━━━━━ Records provided
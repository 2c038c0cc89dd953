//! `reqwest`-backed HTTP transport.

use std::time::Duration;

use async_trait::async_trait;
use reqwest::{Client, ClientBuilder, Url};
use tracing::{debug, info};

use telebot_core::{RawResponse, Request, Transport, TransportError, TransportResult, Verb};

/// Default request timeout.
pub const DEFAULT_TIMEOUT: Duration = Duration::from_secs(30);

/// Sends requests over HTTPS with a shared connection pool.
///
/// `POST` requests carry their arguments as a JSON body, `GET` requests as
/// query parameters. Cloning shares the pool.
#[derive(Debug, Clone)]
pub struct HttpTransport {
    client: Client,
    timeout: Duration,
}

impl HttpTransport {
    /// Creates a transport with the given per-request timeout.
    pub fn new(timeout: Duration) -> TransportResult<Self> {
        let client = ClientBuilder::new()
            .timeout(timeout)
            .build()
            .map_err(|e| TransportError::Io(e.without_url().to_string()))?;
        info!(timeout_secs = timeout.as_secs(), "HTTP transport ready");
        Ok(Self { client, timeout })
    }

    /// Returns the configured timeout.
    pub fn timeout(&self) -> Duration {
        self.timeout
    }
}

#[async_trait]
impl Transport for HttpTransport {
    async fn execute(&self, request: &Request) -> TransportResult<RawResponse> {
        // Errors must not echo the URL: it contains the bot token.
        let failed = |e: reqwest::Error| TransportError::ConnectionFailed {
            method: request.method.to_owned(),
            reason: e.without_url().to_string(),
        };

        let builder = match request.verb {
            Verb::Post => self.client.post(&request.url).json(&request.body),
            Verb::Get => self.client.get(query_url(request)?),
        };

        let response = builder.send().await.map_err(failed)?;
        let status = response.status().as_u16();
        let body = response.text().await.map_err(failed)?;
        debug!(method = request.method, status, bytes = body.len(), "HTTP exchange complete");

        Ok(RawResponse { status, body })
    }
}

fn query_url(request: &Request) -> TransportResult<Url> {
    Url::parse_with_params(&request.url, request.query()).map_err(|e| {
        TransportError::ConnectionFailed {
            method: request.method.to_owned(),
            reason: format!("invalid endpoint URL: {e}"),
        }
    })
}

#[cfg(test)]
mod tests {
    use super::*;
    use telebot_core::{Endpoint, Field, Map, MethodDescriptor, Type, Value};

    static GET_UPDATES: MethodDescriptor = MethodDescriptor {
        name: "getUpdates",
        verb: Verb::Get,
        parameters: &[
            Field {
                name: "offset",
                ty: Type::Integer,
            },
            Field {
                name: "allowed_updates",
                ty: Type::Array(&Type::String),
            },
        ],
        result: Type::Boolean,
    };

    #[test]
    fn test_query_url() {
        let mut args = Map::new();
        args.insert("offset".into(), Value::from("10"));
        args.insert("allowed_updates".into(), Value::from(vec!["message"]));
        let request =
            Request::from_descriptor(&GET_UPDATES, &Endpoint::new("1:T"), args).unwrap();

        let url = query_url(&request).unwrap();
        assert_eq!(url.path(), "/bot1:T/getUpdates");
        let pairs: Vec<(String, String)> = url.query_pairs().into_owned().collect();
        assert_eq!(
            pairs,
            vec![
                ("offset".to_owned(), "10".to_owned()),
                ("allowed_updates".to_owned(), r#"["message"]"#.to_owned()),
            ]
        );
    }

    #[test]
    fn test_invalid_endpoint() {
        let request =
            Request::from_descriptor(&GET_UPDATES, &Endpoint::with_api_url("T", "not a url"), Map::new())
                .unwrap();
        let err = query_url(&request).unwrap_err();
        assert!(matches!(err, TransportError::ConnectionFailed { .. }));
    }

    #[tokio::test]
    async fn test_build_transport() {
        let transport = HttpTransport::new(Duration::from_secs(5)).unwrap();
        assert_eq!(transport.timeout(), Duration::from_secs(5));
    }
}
━━━━━━━━━━
━━━━━ Records provided
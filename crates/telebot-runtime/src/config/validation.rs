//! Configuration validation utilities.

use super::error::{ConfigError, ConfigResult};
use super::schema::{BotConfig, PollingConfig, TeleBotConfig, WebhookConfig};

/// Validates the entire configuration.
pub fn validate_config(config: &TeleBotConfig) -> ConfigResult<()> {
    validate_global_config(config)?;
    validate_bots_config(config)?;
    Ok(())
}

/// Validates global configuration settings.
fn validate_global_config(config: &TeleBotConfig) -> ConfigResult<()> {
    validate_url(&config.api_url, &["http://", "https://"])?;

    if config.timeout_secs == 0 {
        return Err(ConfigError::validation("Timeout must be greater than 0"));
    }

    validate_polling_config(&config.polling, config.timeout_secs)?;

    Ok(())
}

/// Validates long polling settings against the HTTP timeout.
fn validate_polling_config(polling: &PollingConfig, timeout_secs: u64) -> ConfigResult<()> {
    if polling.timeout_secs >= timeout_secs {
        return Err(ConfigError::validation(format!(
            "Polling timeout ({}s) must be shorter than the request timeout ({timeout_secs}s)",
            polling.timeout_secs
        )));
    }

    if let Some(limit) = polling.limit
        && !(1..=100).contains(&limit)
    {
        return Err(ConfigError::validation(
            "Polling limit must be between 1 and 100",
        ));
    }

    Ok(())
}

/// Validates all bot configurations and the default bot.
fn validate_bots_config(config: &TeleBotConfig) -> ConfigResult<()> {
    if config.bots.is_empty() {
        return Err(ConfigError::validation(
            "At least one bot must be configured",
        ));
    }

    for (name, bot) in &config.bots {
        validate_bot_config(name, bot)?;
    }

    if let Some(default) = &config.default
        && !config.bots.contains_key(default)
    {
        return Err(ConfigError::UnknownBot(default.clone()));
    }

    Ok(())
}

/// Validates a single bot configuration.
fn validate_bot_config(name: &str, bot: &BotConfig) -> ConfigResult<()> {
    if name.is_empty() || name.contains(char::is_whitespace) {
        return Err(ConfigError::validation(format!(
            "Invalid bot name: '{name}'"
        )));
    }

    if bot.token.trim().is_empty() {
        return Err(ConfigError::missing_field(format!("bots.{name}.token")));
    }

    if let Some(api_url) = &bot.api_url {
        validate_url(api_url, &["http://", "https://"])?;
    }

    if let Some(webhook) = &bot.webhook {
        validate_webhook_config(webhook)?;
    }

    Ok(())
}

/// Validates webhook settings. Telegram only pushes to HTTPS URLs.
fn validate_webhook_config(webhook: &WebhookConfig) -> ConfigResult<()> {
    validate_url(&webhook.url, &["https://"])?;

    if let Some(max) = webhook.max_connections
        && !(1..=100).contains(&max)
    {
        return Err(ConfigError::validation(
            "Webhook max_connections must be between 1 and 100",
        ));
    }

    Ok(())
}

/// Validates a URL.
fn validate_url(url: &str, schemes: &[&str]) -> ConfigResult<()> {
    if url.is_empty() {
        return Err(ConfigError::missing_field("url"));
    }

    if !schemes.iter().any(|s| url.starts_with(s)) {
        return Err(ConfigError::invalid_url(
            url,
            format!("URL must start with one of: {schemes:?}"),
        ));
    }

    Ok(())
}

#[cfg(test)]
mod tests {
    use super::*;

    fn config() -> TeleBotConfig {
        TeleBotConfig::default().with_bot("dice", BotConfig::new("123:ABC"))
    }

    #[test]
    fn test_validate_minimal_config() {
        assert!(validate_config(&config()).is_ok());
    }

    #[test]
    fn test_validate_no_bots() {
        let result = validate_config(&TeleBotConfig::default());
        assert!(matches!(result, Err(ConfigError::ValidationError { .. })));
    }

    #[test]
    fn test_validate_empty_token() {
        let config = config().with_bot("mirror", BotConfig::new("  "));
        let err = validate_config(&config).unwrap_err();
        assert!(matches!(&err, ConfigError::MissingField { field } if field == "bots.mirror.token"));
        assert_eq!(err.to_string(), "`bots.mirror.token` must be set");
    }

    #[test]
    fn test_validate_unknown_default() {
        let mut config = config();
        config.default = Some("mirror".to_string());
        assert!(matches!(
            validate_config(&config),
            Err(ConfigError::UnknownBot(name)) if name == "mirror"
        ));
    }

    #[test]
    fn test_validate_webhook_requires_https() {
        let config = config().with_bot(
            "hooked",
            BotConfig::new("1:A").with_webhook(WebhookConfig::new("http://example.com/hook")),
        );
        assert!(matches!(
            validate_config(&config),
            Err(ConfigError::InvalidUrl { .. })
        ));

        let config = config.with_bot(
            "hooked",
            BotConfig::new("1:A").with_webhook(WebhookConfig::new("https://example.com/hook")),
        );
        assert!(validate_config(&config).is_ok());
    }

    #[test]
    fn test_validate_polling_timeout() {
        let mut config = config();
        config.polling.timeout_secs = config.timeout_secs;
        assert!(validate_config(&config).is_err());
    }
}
━━━━━━━━━━
▸ Your objective: Tally the lines in the records above that contain the word "reqwest", and give only that number.

▸ Final answer: 3